:: DATA FOR THIS EXERCISE
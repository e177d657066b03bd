// Global configuration management

use anyhow::{Context, Result};
use serde::{Deserialize, Serialize};
use std::fs;
use std::path::{Path, PathBuf};
use std::time::Duration;

#[derive(Debug, Clone, Default, Serialize, Deserialize)]
pub struct Config {
    #[serde(default)]
    pub timers: TimerConfig,

    #[serde(default)]
    pub house: HouseConfig,

    #[serde(default)]
    pub logging: LoggingConfig,
}

#[derive(Debug, Clone, Serialize, Deserialize)]
pub struct TimerConfig {
    /// Simulated delay before an invite code is checked
    #[serde(default = "default_join_validation_ms")]
    pub join_validation_ms: u64,

    /// How long the expanded "New Chore" button stays open
    #[serde(default = "default_action_button_collapse_ms")]
    pub action_button_collapse_ms: u64,

    /// How long "Copied!" stays on the invite popup
    #[serde(default = "default_copied_feedback_ms")]
    pub copied_feedback_ms: u64,
}

#[derive(Debug, Clone, Serialize, Deserialize)]
pub struct HouseConfig {
    /// Member count preselected on the create form (clamped to 2-8)
    #[serde(default = "default_member_count")]
    pub default_member_count: u8,
}

#[derive(Debug, Clone, Serialize, Deserialize)]
pub struct LoggingConfig {
    /// Write a log file (the terminal belongs to the UI)
    #[serde(default)]
    pub enabled: bool,

    /// One of: error, warn, info, debug, trace
    #[serde(default = "default_log_level")]
    pub level: String,

    /// Log file path, relative paths resolve against the working directory
    #[serde(default = "default_log_file")]
    pub file: PathBuf,
}

fn default_join_validation_ms() -> u64 {
    1500
}

fn default_action_button_collapse_ms() -> u64 {
    3000
}

fn default_copied_feedback_ms() -> u64 {
    1500
}

fn default_member_count() -> u8 {
    3
}

fn default_log_level() -> String {
    "info".to_string()
}

fn default_log_file() -> PathBuf {
    PathBuf::from("houseflow.log")
}

impl Default for TimerConfig {
    fn default() -> Self {
        Self {
            join_validation_ms: default_join_validation_ms(),
            action_button_collapse_ms: default_action_button_collapse_ms(),
            copied_feedback_ms: default_copied_feedback_ms(),
        }
    }
}

impl TimerConfig {
    pub fn join_validation(&self) -> Duration {
        Duration::from_millis(self.join_validation_ms)
    }

    pub fn action_button_collapse(&self) -> Duration {
        Duration::from_millis(self.action_button_collapse_ms)
    }

    pub fn copied_feedback(&self) -> Duration {
        Duration::from_millis(self.copied_feedback_ms)
    }
}

impl Default for HouseConfig {
    fn default() -> Self {
        Self {
            default_member_count: default_member_count(),
        }
    }
}

impl Default for LoggingConfig {
    fn default() -> Self {
        Self {
            enabled: false,
            level: default_log_level(),
            file: default_log_file(),
        }
    }
}

impl Config {
    /// Get the path to the config file
    pub fn config_path() -> Result<PathBuf> {
        let config_dir = if cfg!(target_os = "macos") {
            dirs::home_dir()
                .context("Could not determine home directory")?
                .join(".config")
                .join("houseflow")
        } else {
            dirs::config_dir()
                .context("Could not determine config directory")?
                .join("houseflow")
        };

        Ok(config_dir.join("config.toml"))
    }

    /// Load config from disk, or create default if it doesn't exist
    pub fn load() -> Result<Self> {
        let config_path = Self::config_path()?;

        if config_path.exists() {
            Self::load_from(&config_path)
        } else {
            let config = Config::default();

            // Built-in defaults still work when the directory isn't writable
            if let Err(e) = config.save() {
                eprintln!("Warning: Could not create default config file: {:#}", e);
                eprintln!(
                    "Using built-in defaults. Run 'houseflow init-config' to create a config file."
                );
            }

            Ok(config)
        }
    }

    pub fn load_from(path: &Path) -> Result<Self> {
        let contents = fs::read_to_string(path)
            .with_context(|| format!("Failed to read config file: {}", path.display()))?;

        toml::from_str(&contents)
            .with_context(|| format!("Failed to parse config file: {}", path.display()))
    }

    /// Save config to disk
    pub fn save(&self) -> Result<()> {
        self.save_to(&Self::config_path()?)
    }

    pub fn save_to(&self, path: &Path) -> Result<()> {
        if let Some(parent) = path.parent() {
            fs::create_dir_all(parent).with_context(|| {
                format!("Failed to create config directory: {}", parent.display())
            })?;
        }

        let contents = toml::to_string_pretty(self).context("Failed to serialize config")?;

        fs::write(path, contents)
            .with_context(|| format!("Failed to write config file: {}", path.display()))?;

        Ok(())
    }

    /// Check if config file exists
    pub fn exists() -> bool {
        Self::config_path().map(|p| p.exists()).unwrap_or(false)
    }
}
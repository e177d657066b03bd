// Invite codes: generation, demo allow-list, share text

use rand::Rng;
use serde::{Deserialize, Serialize};
use std::fmt;

pub const INVITE_CODE_LEN: usize = 8;

/// Characters a generated invite code is drawn from
pub const INVITE_ALPHABET: &[u8] =
    b"abcdefghijklmnopqrstuvwxyzABCDEFGHIJKLMNOPQRSTUVWXYZ0123456789!*";

/// Codes accepted by the join flow in demo mode
pub const DEMO_INVITE_CODES: &[&str] = &["HOUSE123", "DEMO456", "TEST789"];

#[derive(Debug, Clone, PartialEq, Eq, Hash, Serialize, Deserialize)]
pub struct InviteCode(String);

impl InviteCode {
    pub fn generate() -> Self {
        Self::generate_with(&mut rand::thread_rng())
    }

    pub fn generate_with<R: Rng + ?Sized>(rng: &mut R) -> Self {
        let code = (0..INVITE_CODE_LEN)
            .map(|_| INVITE_ALPHABET[rng.gen_range(0..INVITE_ALPHABET.len())] as char)
            .collect();
        Self(code)
    }

    pub fn as_str(&self) -> &str {
        &self.0
    }
}

#[derive(Debug, Clone, PartialEq, Eq, thiserror::Error)]
#[error("invite code must be {INVITE_CODE_LEN} characters from [a-zA-Z0-9!*], got '{0}'")]
pub struct MalformedCode(pub String);

impl std::str::FromStr for InviteCode {
    type Err = MalformedCode;

    fn from_str(s: &str) -> Result<Self, Self::Err> {
        let well_formed = s.chars().count() == INVITE_CODE_LEN
            && s.bytes().all(|b| INVITE_ALPHABET.contains(&b));
        if well_formed {
            Ok(Self(s.to_string()))
        } else {
            Err(MalformedCode(s.to_string()))
        }
    }
}

impl fmt::Display for InviteCode {
    fn fmt(&self, f: &mut fmt::Formatter<'_>) -> fmt::Result {
        f.write_str(&self.0)
    }
}

/// Normalize user input the way the join flow compares it. Only case is
/// folded; surrounding whitespace makes a code invalid.
pub fn normalize_code(input: &str) -> String {
    input.to_uppercase()
}

/// Look up a code in the demo allow-list, ignoring case
pub fn match_demo_code(input: &str) -> Option<InviteCode> {
    let normalized = normalize_code(input);
    DEMO_INVITE_CODES
        .iter()
        .find(|code| **code == normalized)
        .map(|code| InviteCode((*code).to_string()))
}

/// Text handed to the share sink when inviting someone
pub fn invite_message(house_name: &str, code: &InviteCode) -> String {
    format!(
        "You're invited to join {house_name}!\n\n\
         Download HouseFlow and use this invite code:\n\n\
         Invite code: {code}\n\n\
         Let's organize the chores together!"
    )
}
// Deferred tasks keyed by screen epoch
//
// Tasks are polled from the UI loop. A task scheduled under an older epoch
// than the current one is dropped when it comes due instead of running.

use std::time::{Duration, Instant};
use tracing::debug;

#[derive(Debug, Clone, PartialEq, Eq)]
pub enum Task {
    /// Resolve a pending join attempt with this code
    ValidateInvite { code: String },
    /// Shrink the expanded "New Chore" button back to its icon
    CollapseActionButton,
    /// Hide the "Copied!" note on the invite popup
    ClearCopiedFeedback,
}

#[derive(Debug, Clone, Copy, PartialEq, Eq, Hash)]
pub enum TaskKind {
    ValidateInvite,
    CollapseActionButton,
    ClearCopiedFeedback,
}

impl Task {
    pub fn kind(&self) -> TaskKind {
        match self {
            Self::ValidateInvite { .. } => TaskKind::ValidateInvite,
            Self::CollapseActionButton => TaskKind::CollapseActionButton,
            Self::ClearCopiedFeedback => TaskKind::ClearCopiedFeedback,
        }
    }
}

#[derive(Debug, Clone)]
struct Scheduled {
    task: Task,
    due: Instant,
    epoch: u64,
}

#[derive(Debug, Clone, Default)]
pub struct TaskQueue {
    pending: Vec<Scheduled>,
}

impl TaskQueue {
    pub fn new() -> Self {
        Self::default()
    }

    /// Schedule `task` to come due after `delay`. Replaces any pending task
    /// of the same kind.
    pub fn schedule(&mut self, task: Task, now: Instant, delay: Duration, epoch: u64) {
        self.cancel(task.kind());
        debug!(?task, ?delay, epoch, "task scheduled");
        self.pending.push(Scheduled {
            task,
            due: now + delay,
            epoch,
        });
    }

    pub fn cancel(&mut self, kind: TaskKind) -> bool {
        let before = self.pending.len();
        self.pending.retain(|s| s.task.kind() != kind);
        before != self.pending.len()
    }

    pub fn is_pending(&self, kind: TaskKind) -> bool {
        self.pending.iter().any(|s| s.task.kind() == kind)
    }

    pub fn len(&self) -> usize {
        self.pending.len()
    }

    pub fn is_empty(&self) -> bool {
        self.pending.is_empty()
    }

    /// Remove every task due at `now` and return the ones still belonging to
    /// `epoch`, in the order they come due.
    pub fn take_due(&mut self, now: Instant, epoch: u64) -> Vec<Task> {
        let (mut due, pending): (Vec<Scheduled>, Vec<Scheduled>) =
            self.pending.drain(..).partition(|s| s.due <= now);
        self.pending = pending;

        due.sort_by_key(|s| s.due);
        due.into_iter()
            .filter_map(|s| {
                if s.epoch == epoch {
                    Some(s.task)
                } else {
                    debug!(task = ?s.task, scheduled = s.epoch, current = epoch, "stale task dropped");
                    None
                }
            })
            .collect()
    }
}
// Terminal UI using Ratatui

pub mod auth;
pub mod components;
pub mod constants;
pub mod dashboard;
pub mod events;
pub mod focus;
pub mod house;
pub mod onboarding;
pub mod popups;
pub mod state;
pub mod widgets;

pub use auth::AuthScreen;
pub use dashboard::Dashboard;
pub use events::{handle_key, render, run_due_tasks, run_ui};
pub use house::{CreateHouseScreen, HouseSelectionScreen, JoinHouseScreen};
pub use onboarding::OnboardingScreen;
pub use state::UiState;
::::
- _WHAT TO DO_
In the listing, find every line with the word "Failed" and state how many there are, nothing more.

- _RESPONSE TO THIS TASK_
5